I did not enjoy this at all. There were definitely parts which were note resting and I really wanted to like it as I like Margaret Atwood, however it was such a slog. It was very clever - a story within a story within a story - and it won the Booker prize in the year it was released. But I didn't care about any of the characters really. I was already 300 pages in before it had even moved past the main character's childhood!

There was one part that really struck me, which was quite near the beginning, when the narrator is looking back at her life, and she's getting something out of her fridge late at night:

"Standing there with the jar in one hand and my finger in my mouth, I has the feeling that someone was about to walk into the room - some other woman, the unseen, valid owner - and ask me what the hell I was doing in her kitchen. I've had it before, the sense that even in the course of my most legitimate and daily actions - peeling a banana, brushing my teeth - I am trespassing."

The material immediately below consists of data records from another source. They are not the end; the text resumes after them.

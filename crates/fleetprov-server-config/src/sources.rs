// Copyright (c) 2025 Geoffrey Huntley <ghuntley@ghuntley.com>. All rights reserved.
// SPDX-License-Identifier: Proprietary

//! Configuration sources: environment variables and TOML files.

use std::collections::HashMap;
use std::path::PathBuf;

use tracing::{debug, trace};

use crate::error::ConfigError;
use crate::layer::ServerConfigLayer;
use crate::sections::{
	ExecConfigLayer, FakeOriginConfigLayer, HttpConfigLayer, LogFormat, LoggingConfigLayer,
	OperationsConfigLayer, ProvisionConfigLayer, SshConfigLayer, WiringConfigLayer,
};

/// Source precedence levels (higher = overrides lower).
#[derive(Debug, Clone, Copy, PartialEq, Eq, PartialOrd, Ord)]
pub enum Precedence {
	Defaults = 10,
	ConfigFile = 20,
	Environment = 50,
}

pub trait ConfigSource: Send + Sync {
	fn name(&self) -> &'static str;
	fn precedence(&self) -> Precedence;
	fn load(&self) -> Result<ServerConfigLayer, ConfigError>;
}

pub struct DefaultsSource;

impl ConfigSource for DefaultsSource {
	fn name(&self) -> &'static str {
		"defaults"
	}

	fn precedence(&self) -> Precedence {
		Precedence::Defaults
	}

	fn load(&self) -> Result<ServerConfigLayer, ConfigError> {
		debug!("loading defaults");
		Ok(ServerConfigLayer::default())
	}
}

/// TOML file configuration source. A missing file yields an empty layer.
pub struct TomlSource {
	path: PathBuf,
}

impl TomlSource {
	pub fn new(path: impl Into<PathBuf>) -> Self {
		Self { path: path.into() }
	}

	pub fn system() -> Self {
		Self::new("/etc/fleetprov/server.toml")
	}
}

impl ConfigSource for TomlSource {
	fn name(&self) -> &'static str {
		"toml-config"
	}

	fn precedence(&self) -> Precedence {
		Precedence::ConfigFile
	}

	fn load(&self) -> Result<ServerConfigLayer, ConfigError> {
		if !self.path.exists() {
			debug!(path = %self.path.display(), "config file not found, skipping");
			return Ok(ServerConfigLayer::default());
		}

		debug!(path = %self.path.display(), "loading config file");
		let content = std::fs::read_to_string(&self.path).map_err(|e| ConfigError::FileRead {
			path: self.path.clone(),
			source: e,
		})?;

		let layer: ServerConfigLayer =
			toml::from_str(&content).map_err(|e| ConfigError::TomlParse {
				path: self.path.clone(),
				source: e,
			})?;

		trace!("parsed config layer from TOML");
		Ok(layer)
	}
}

/// Environment variable source.
///
/// Convention: FLEETPROV_<SECTION>_<FIELD>
pub struct EnvSource;

impl ConfigSource for EnvSource {
	fn name(&self) -> &'static str {
		"environment"
	}

	fn precedence(&self) -> Precedence {
		Precedence::Environment
	}

	fn load(&self) -> Result<ServerConfigLayer, ConfigError> {
		debug!("loading environment variables");
		Ok(ServerConfigLayer {
			http: Some(load_http_from_env()?),
			ssh: Some(load_ssh_from_env()?),
			provision: Some(load_provision_from_env()?),
			operations: Some(load_operations_from_env()?),
			wiring: Some(load_wiring_from_env()?),
			fake_origin: Some(load_fake_origin_from_env()?),
			exec: Some(load_exec_from_env()?),
			logging: Some(load_logging_from_env()?),
		})
	}
}

fn env_var(name: &str) -> Option<String> {
	std::env::var(name).ok().filter(|s| !s.is_empty())
}

fn env_bool(name: &str) -> Option<bool> {
	env_var(name).map(|v| v.eq_ignore_ascii_case("true") || v == "1")
}

fn env_parse<T: std::str::FromStr>(name: &str, kind: &str) -> Result<Option<T>, ConfigError> {
	match env_var(name) {
		Some(v) => v.parse().map(Some).map_err(|_| ConfigError::InvalidValue {
			key: name.to_string(),
			message: format!("invalid {kind} value '{v}'"),
		}),
		None => Ok(None),
	}
}

fn env_u16(name: &str) -> Result<Option<u16>, ConfigError> {
	env_parse(name, "u16")
}

fn env_u64(name: &str) -> Result<Option<u64>, ConfigError> {
	env_parse(name, "u64")
}

fn env_usize(name: &str) -> Result<Option<usize>, ConfigError> {
	env_parse(name, "usize")
}

/// Parses `name=address` pairs separated by commas.
fn parse_host_map(key: &str, raw: &str) -> Result<HashMap<String, String>, ConfigError> {
	let mut hosts = HashMap::new();
	for entry in raw.split(',').map(str::trim).filter(|e| !e.is_empty()) {
		let (name, address) = entry
			.split_once('=')
			.map(|(n, a)| (n.trim(), a.trim()))
			.filter(|(n, a)| !n.is_empty() && !a.is_empty())
			.ok_or_else(|| ConfigError::InvalidValue {
				key: key.to_string(),
				message: format!("expected name=address, got '{entry}'"),
			})?;
		hosts.insert(name.to_string(), address.to_string());
	}
	Ok(hosts)
}

fn load_http_from_env() -> Result<HttpConfigLayer, ConfigError> {
	Ok(HttpConfigLayer {
		host: env_var("FLEETPROV_HOST"),
		port: env_u16("FLEETPROV_PORT")?,
	})
}

fn load_ssh_from_env() -> Result<SshConfigLayer, ConfigError> {
	Ok(SshConfigLayer {
		user: env_var("FLEETPROV_SSH_USER"),
		port: env_u16("FLEETPROV_SSH_PORT")?,
		identity_file: env_var("FLEETPROV_SSH_IDENTITY_FILE").map(PathBuf::from),
		connect_timeout_secs: env_u64("FLEETPROV_SSH_CONNECT_TIMEOUT_SECS")?,
		control_dir: env_var("FLEETPROV_SSH_CONTROL_DIR").map(PathBuf::from),
		control_persist_secs: env_u64("FLEETPROV_SSH_CONTROL_PERSIST_SECS")?,
		strict_host_key_checking: env_bool("FLEETPROV_SSH_STRICT_HOST_KEY_CHECKING"),
	})
}

fn load_provision_from_env() -> Result<ProvisionConfigLayer, ConfigError> {
	Ok(ProvisionConfigLayer {
		overall_timeout_secs: env_u64("FLEETPROV_PROVISION_OVERALL_TIMEOUT_SECS")?,
		initial_connect_timeout_secs: env_u64("FLEETPROV_PROVISION_INITIAL_CONNECT_TIMEOUT_SECS")?,
		reboot_reconnect_timeout_secs: env_u64(
			"FLEETPROV_PROVISION_REBOOT_RECONNECT_TIMEOUT_SECS",
		)?,
		ui_stabilize_timeout_secs: env_u64("FLEETPROV_PROVISION_UI_STABILIZE_TIMEOUT_SECS")?,
		kernel_stickiness_timeout_secs: env_u64(
			"FLEETPROV_PROVISION_KERNEL_STICKINESS_TIMEOUT_SECS",
		)?,
		verify_timeout_secs: env_u64("FLEETPROV_PROVISION_VERIFY_TIMEOUT_SECS")?,
		poll_interval_ms: env_u64("FLEETPROV_PROVISION_POLL_INTERVAL_MS")?,
	})
}

fn load_operations_from_env() -> Result<OperationsConfigLayer, ConfigError> {
	Ok(OperationsConfigLayer {
		retention_secs: env_u64("FLEETPROV_OPERATIONS_RETENTION_SECS")?,
		cleanup_interval_secs: env_u64("FLEETPROV_OPERATIONS_CLEANUP_INTERVAL_SECS")?,
		max_wait_secs: env_u64("FLEETPROV_OPERATIONS_MAX_WAIT_SECS")?,
	})
}

fn load_wiring_from_env() -> Result<WiringConfigLayer, ConfigError> {
	let hosts = match env_var("FLEETPROV_WIRING_HOSTS") {
		Some(raw) => Some(parse_host_map("FLEETPROV_WIRING_HOSTS", &raw)?),
		None => None,
	};

	Ok(WiringConfigLayer {
		base_url: env_var("FLEETPROV_WIRING_BASE_URL"),
		hosts,
		advertise_host: env_var("FLEETPROV_WIRING_ADVERTISE_HOST"),
		cache_base: env_var("FLEETPROV_WIRING_CACHE_BASE"),
		task_id: env_var("FLEETPROV_WIRING_TASK_ID"),
		build_id: env_var("FLEETPROV_WIRING_BUILD_ID"),
	})
}

fn load_fake_origin_from_env() -> Result<FakeOriginConfigLayer, ConfigError> {
	Ok(FakeOriginConfigLayer {
		binary: env_var("FLEETPROV_FAKE_ORIGIN_BINARY").map(PathBuf::from),
		runtime_root: env_var("FLEETPROV_FAKE_ORIGIN_RUNTIME_ROOT").map(PathBuf::from),
		bind_host: env_var("FLEETPROV_FAKE_ORIGIN_BIND_HOST"),
		startup_timeout_secs: env_u64("FLEETPROV_FAKE_ORIGIN_STARTUP_TIMEOUT_SECS")?,
	})
}

fn load_exec_from_env() -> Result<ExecConfigLayer, ConfigError> {
	Ok(ExecConfigLayer {
		chunk_size: env_usize("FLEETPROV_EXEC_CHUNK_SIZE")?,
	})
}

fn load_logging_from_env() -> Result<LoggingConfigLayer, ConfigError> {
	let format = match env_var("FLEETPROV_LOG_FORMAT") {
		Some(v) => Some(v.parse::<LogFormat>()?),
		None => None,
	};

	Ok(LoggingConfigLayer {
		level: env_var("FLEETPROV_LOG_LEVEL"),
		format,
	})
}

I really empathised with this idea of feeling like you're trespassing in your own life, and I often catch myself feeling like I don't deserve to be in the position I'm in at my job, for example, and that I'm going to get caught. Or I'll catch myself being inauthentic with my friends, thinking, I better keep this up or they're going to see me for who I really am. I guess I've never imagined another woman coming to find me and kick me out of my own life, but I get where she's coming from.

That's it, really, for me that was the most interesting part. From talking about this with the others I've come to the conclusion that I love Margaret Atwood's sci-fi, like The Handmaid's Tale, Oryx and Crake etc, but I don't like her 'realist' novels all that much. Luckily she writes awesome sci-fi, so I'll just keep reading that.